Dentro desse tão particular cenário sóciofinanceiro, todos os caminhos levam à fuga. Estourar a bolha, mergulhar no escapismo, romantizar o tempo de uma vida simples à beira do mar. Sem caixa de e-mails lotada, sem ultraprocessados repletos de sódio, sem ter que responder DMs no Instagram ou tomar suplementos de Vitamina D. Queremos água, pois água é vida! Se os tetrápodes soubessem o quão complicada a terra seria, não teriam saído dos oceanos quase 400 milhões de anos atrás. Não tem problema! Nem que seja através da imaginação do vestir, a gente pode dar um “tibum”.
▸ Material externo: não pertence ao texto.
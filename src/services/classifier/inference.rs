use crate::config::EscalationPolicy;
use crate::error::{DetectorError, Result};
use crate::models::classify_types::{LocalClassification, LocalLabel};

/// Numerically stable softmax over raw logits.
pub fn softmax(logits: &[f32]) -> Vec<f32> {
    let max_logit = logits.iter().fold(f32::NEG_INFINITY, |a, &b| a.max(b));
    let exp: Vec<f32> = logits.iter().map(|&x| (x - max_logit).exp()).collect();
    let exp_sum: f32 = exp.iter().sum();
    exp.into_iter().map(|x| x / exp_sum).collect()
}

/// Probability of the AI class. The model is a two-class head.
pub fn ai_probability(logits: &[f32], ai_class_index: usize) -> Result<f32> {
    if logits.len() < 2 {
        return Err(DetectorError::inference(format!(
            "Expected at least 2 class scores, got {}",
            logits.len()
        )));
    }
    if logits.iter().any(|v| !v.is_finite()) {
        return Err(DetectorError::inference("Model produced non-finite logits"));
    }
    softmax(logits)
        .get(ai_class_index)
        .copied()
        .ok_or_else(|| DetectorError::inference(format!("No score for class {}", ai_class_index)))
}

/// `ai` at or above the threshold, `human` when the complement is, else `uncertain`.
pub fn classify_probability(p_ai: f32, threshold: f32) -> LocalClassification {
    let label = if p_ai >= threshold {
        LocalLabel::Ai
    } else if 1.0 - p_ai >= threshold {
        LocalLabel::Human
    } else {
        LocalLabel::Uncertain
    };
    LocalClassification {
        label,
        confidence: p_ai,
    }
}

/// Whether the remote classifier should be consulted for this local result.
pub fn should_escalate(
    policy: EscalationPolicy,
    local: &LocalClassification,
    suspicion_threshold: f32,
) -> bool {
    match policy {
        EscalationPolicy::Always => true,
        EscalationPolicy::Suspicious => {
            local.label == LocalLabel::Uncertain || local.confidence >= suspicion_threshold
        }
    }
}
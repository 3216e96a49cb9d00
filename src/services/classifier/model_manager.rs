use crate::config::ModelConfig;
use crate::error::{DetectorError, Result};
use ndarray::Array4;
use ort::session::Session;
use ort::value::Value;
use std::sync::Arc;
use tokio::sync::watch;

/// Opaque `run(tensor) -> logits` service.
pub trait InferenceEngine: Send {
    fn run(&mut self, input: Array4<f32>) -> Result<Vec<f32>>;
}

pub struct OnnxEngine {
    session: Session,
    input_name: String,
    output_index: usize,
}

impl OnnxEngine {
    /// Builds an ONNX Runtime session. Blocking; call from a blocking thread.
    pub fn load(config: &ModelConfig) -> Result<Self> {
        let _ = ort::init().with_name("ai-detector").commit();

        let mut builder = Session::builder()
            .map_err(|e| DetectorError::inference(format!("Failed to create session builder: {}", e)))?
            .with_optimization_level(ort::session::builder::GraphOptimizationLevel::Level3)
            .map_err(|e| DetectorError::inference(format!("Failed to set optimization level: {}", e)))?
            .with_intra_threads(config.intra_threads)
            .map_err(|e| DetectorError::inference(format!("Failed to set intra threads: {}", e)))?;

        if config.use_gpu {
            builder = builder
                .with_execution_providers([
                    ort::execution_providers::DirectMLExecutionProvider::default().build(),
                    ort::execution_providers::CoreMLExecutionProvider::default().build(),
                    ort::execution_providers::CUDAExecutionProvider::default().build(),
                    ort::execution_providers::CPUExecutionProvider::default().build(),
                ])
                .map_err(|e| DetectorError::inference(format!("Failed to register GPU execution providers: {}", e)))?;
        } else {
            builder = builder
                .with_execution_providers([ort::execution_providers::CPUExecutionProvider::default().build()])
                .map_err(|e| DetectorError::inference(format!("Failed to register CPU execution provider: {}", e)))?;
        }

        let session = builder.commit_from_file(&config.path).map_err(|e| {
            DetectorError::inference(format!(
                "Failed to load ONNX model {}: {}",
                config.path.display(),
                e
            ))
        })?;

        let input_name = match &config.input_name {
            Some(name) => name.clone(),
            None => session
                .inputs()
                .first()
                .map(|input| input.name().to_string())
                .ok_or_else(|| DetectorError::inference("Model declares no inputs"))?,
        };

        // Prefer the named output; single-output models may call it anything.
        let output_index = session
            .outputs()
            .iter()
            .position(|output| output.name() == config.output_name)
            .unwrap_or(0);

        Ok(Self {
            session,
            input_name,
            output_index,
        })
    }
}

impl InferenceEngine for OnnxEngine {
    fn run(&mut self, input: Array4<f32>) -> Result<Vec<f32>> {
        let input_tensor = Value::from_array(input)
            .map_err(|e| DetectorError::inference(format!("Failed to create tensor value: {}", e)))?;

        let outputs = self
            .session
            .run(ort::inputs![self.input_name.as_str() => input_tensor])
            .map_err(|e| DetectorError::inference(format!("Inference failed: {}", e)))?;

        let output_value = outputs
            .values()
            .nth(self.output_index)
            .ok_or_else(|| DetectorError::inference("Model produced no outputs"))?;

        let (_, data) = output_value
            .try_extract_tensor::<f32>()
            .map_err(|e| DetectorError::inference(format!("Failed to extract output tensor: {}", e)))?;

        Ok(data.to_vec())
    }
}

#[derive(Clone, Debug, PartialEq, Eq)]
pub enum EngineState {
    NotLoaded,
    Loading,
    Ready,
    Failed(String),
}

impl EngineState {
    pub fn is_settled(&self) -> bool {
        matches!(self, EngineState::Ready | EngineState::Failed(_))
    }
}

pub type EngineSlot = Arc<std::sync::Mutex<Option<Box<dyn InferenceEngine>>>>;

/// Owns the single engine instance of a page context and its load state.
#[derive(Clone)]
pub struct ModelManager {
    engine: EngineSlot,
    state: Arc<watch::Sender<EngineState>>,
}

impl Default for ModelManager {
    fn default() -> Self {
        Self::new()
    }
}

impl ModelManager {
    pub fn new() -> Self {
        let (state, _) = watch::channel(EngineState::NotLoaded);
        Self {
            engine: Arc::new(std::sync::Mutex::new(None)),
            state: Arc::new(state),
        }
    }

    pub fn state(&self) -> EngineState {
        self.state.borrow().clone()
    }

    pub fn is_ready(&self) -> bool {
        self.state() == EngineState::Ready
    }

    /// Subscribes to state changes, e.g. to announce readiness.
    pub fn subscribe(&self) -> watch::Receiver<EngineState> {
        self.state.subscribe()
    }

    /// Marks the manager as loading. Returns false if a load already started;
    /// the engine is only ever loaded once.
    pub fn begin_load(&self) -> bool {
        self.state.send_if_modified(|state| {
            if *state == EngineState::NotLoaded {
                *state = EngineState::Loading;
                true
            } else {
                false
            }
        })
    }

    /// Runs `loader` on a blocking thread and records the outcome.
    pub async fn load_with<F>(&self, loader: F) -> Result<()>
    where
        F: FnOnce() -> Result<Box<dyn InferenceEngine>> + Send + 'static,
    {
        if !self.begin_load() && self.state() != EngineState::Loading {
            return Err(DetectorError::inference("Model was already loaded"));
        }

        let result = tokio::task::spawn_blocking(loader)
            .await
            .map_err(|e| DetectorError::inference(format!("Failed to spawn model loading task: {}", e)))
            .and_then(|r| r);

        match result {
            Ok(engine) => {
                *self.lock_engine() = Some(engine);
                self.state.send_replace(EngineState::Ready);
                tracing::info!("inference engine ready");
                Ok(())
            }
            Err(e) => {
                tracing::error!(error = %e, "inference engine failed to initialize");
                self.state.send_replace(EngineState::Failed(e.to_string()));
                Err(e)
            }
        }
    }

    pub async fn load_onnx(&self, config: ModelConfig) -> Result<()> {
        self.load_with(move || {
            let engine = OnnxEngine::load(&config)?;
            Ok(Box::new(engine) as Box<dyn InferenceEngine>)
        })
        .await
    }

    /// Waits until loading has finished one way or the other.
    pub async fn wait_settled(&self) -> EngineState {
        let mut rx = self.state.subscribe();
        let settled = rx
            .wait_for(|s| s.is_settled() || *s == EngineState::NotLoaded)
            .await
            .map(|s| s.clone());
        settled.unwrap_or_else(|_| self.state())
    }

    /// Runs one tensor through the engine. Never retried.
    pub async fn infer(&self, input: Array4<f32>) -> Result<Vec<f32>> {
        match self.wait_settled().await {
            EngineState::Ready => {}
            EngineState::Failed(message) => return Err(DetectorError::EngineUnavailable { message }),
            _ => {
                return Err(DetectorError::EngineUnavailable {
                    message: "model was never loaded".to_string(),
                })
            }
        }

        let slot = self.engine.clone();
        tokio::task::spawn_blocking(move || {
            let mut guard = slot.lock().unwrap_or_else(|e| e.into_inner());
            match guard.as_mut() {
                Some(engine) => engine.run(input),
                None => Err(DetectorError::EngineUnavailable {
                    message: "model unloaded".to_string(),
                }),
            }
        })
        .await
        .map_err(|e| DetectorError::inference(format!("Inference task failed: {}", e)))?
    }

    fn lock_engine(&self) -> std::sync::MutexGuard<'_, Option<Box<dyn InferenceEngine>>> {
        self.engine.lock().unwrap_or_else(|e| e.into_inner())
    }
}
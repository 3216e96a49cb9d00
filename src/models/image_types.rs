use crate::error::{DetectorError, Result};
use base64::Engine;
use serde::{Deserialize, Serialize};

/// Self-contained image produced by the fetch gateway: a base64 data URI plus
/// its MIME type. Safe to move across a context boundary.
#[derive(Clone, Debug, PartialEq, Eq, Serialize, Deserialize)]
pub struct EncodedImage {
    pub data_url: String,
    pub mime_type: String,
}

impl EncodedImage {
    pub fn from_bytes(bytes: &[u8], mime_type: &str) -> Result<Self> {
        if bytes.is_empty() {
            return Err(DetectorError::decode("Response body is empty"));
        }
        let payload = base64::engine::general_purpose::STANDARD.encode(bytes);
        Ok(Self {
            data_url: format!("data:{};base64,{}", mime_type, payload),
            mime_type: mime_type.to_string(),
        })
    }

    /// Parses `data:<mime>[;params];base64,<payload>`, keeping only the bare MIME type.
    pub fn parse(data_url: &str) -> Result<Self> {
        let (header, _) = split_data_url(data_url)?;
        let mime_type = header
            .split(';')
            .next()
            .filter(|m| !m.is_empty())
            .ok_or_else(|| DetectorError::decode("Could not extract MIME type from data URL header"))?;
        Ok(Self {
            data_url: data_url.to_string(),
            mime_type: mime_type.to_string(),
        })
    }

    pub fn decode_bytes(&self) -> Result<Vec<u8>> {
        let (_, payload) = split_data_url(&self.data_url)?;
        base64::engine::general_purpose::STANDARD
            .decode(payload)
            .map_err(|e| DetectorError::decode(format!("Failed to decode base64 payload: {}", e)))
    }

    pub fn len(&self) -> usize {
        self.data_url.len()
    }

    pub fn is_empty(&self) -> bool {
        self.data_url.is_empty()
    }
}

fn split_data_url(data_url: &str) -> Result<(&str, &str)> {
    let rest = data_url
        .strip_prefix("data:")
        .ok_or_else(|| DetectorError::decode("Not a data URL"))?;
    let (header, payload) = rest
        .split_once(',')
        .ok_or_else(|| DetectorError::decode("Data URL has no payload"))?;
    let header = header
        .strip_suffix(";base64")
        .ok_or_else(|| DetectorError::decode("Data URL is not base64 encoded"))?;
    Ok((header, payload))
}

/// Planar tensor data as it travels to the page context.
#[derive(Clone, Debug, PartialEq, Serialize, Deserialize)]
pub struct TensorPayload {
    pub data: Vec<f32>,
    pub width: u32,
}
Em tempo de refrescar o verão brasileiro, a tendência do estilo pescador toma comando do timão trazendo doses necessárias de fantasia e aconchego. Sardinhas, lagostas, peixes em conserva. Gorros grandes, tricôs maiores ainda, listras, cores e um cheiro de sal no ar. A bolsa Sardini da Bottega é hit há tempos, assim como a hiper-bordada Tommy Bag da Staud. Saem as Birkins, entram as Birkenstocks. Botas Hunter e calças capri, trench coats e windbreakers. A silhueta clássica abraçada pelo Quiet Luxury ganha sal e pimenta, incorporada a uma receita saborosa de autenticidade. Dar pinta de “endinheirado” não é mais a praia da vez — muito melhor um bom livro de bolso (recomendo O Velho e o Mar, um clássico de Hemingway) e o celular no ’não perturbe’. Esse é o verdadeiro luxo, a real commodity em escassez. Tempo, silêncio e comida boa no prato fundo.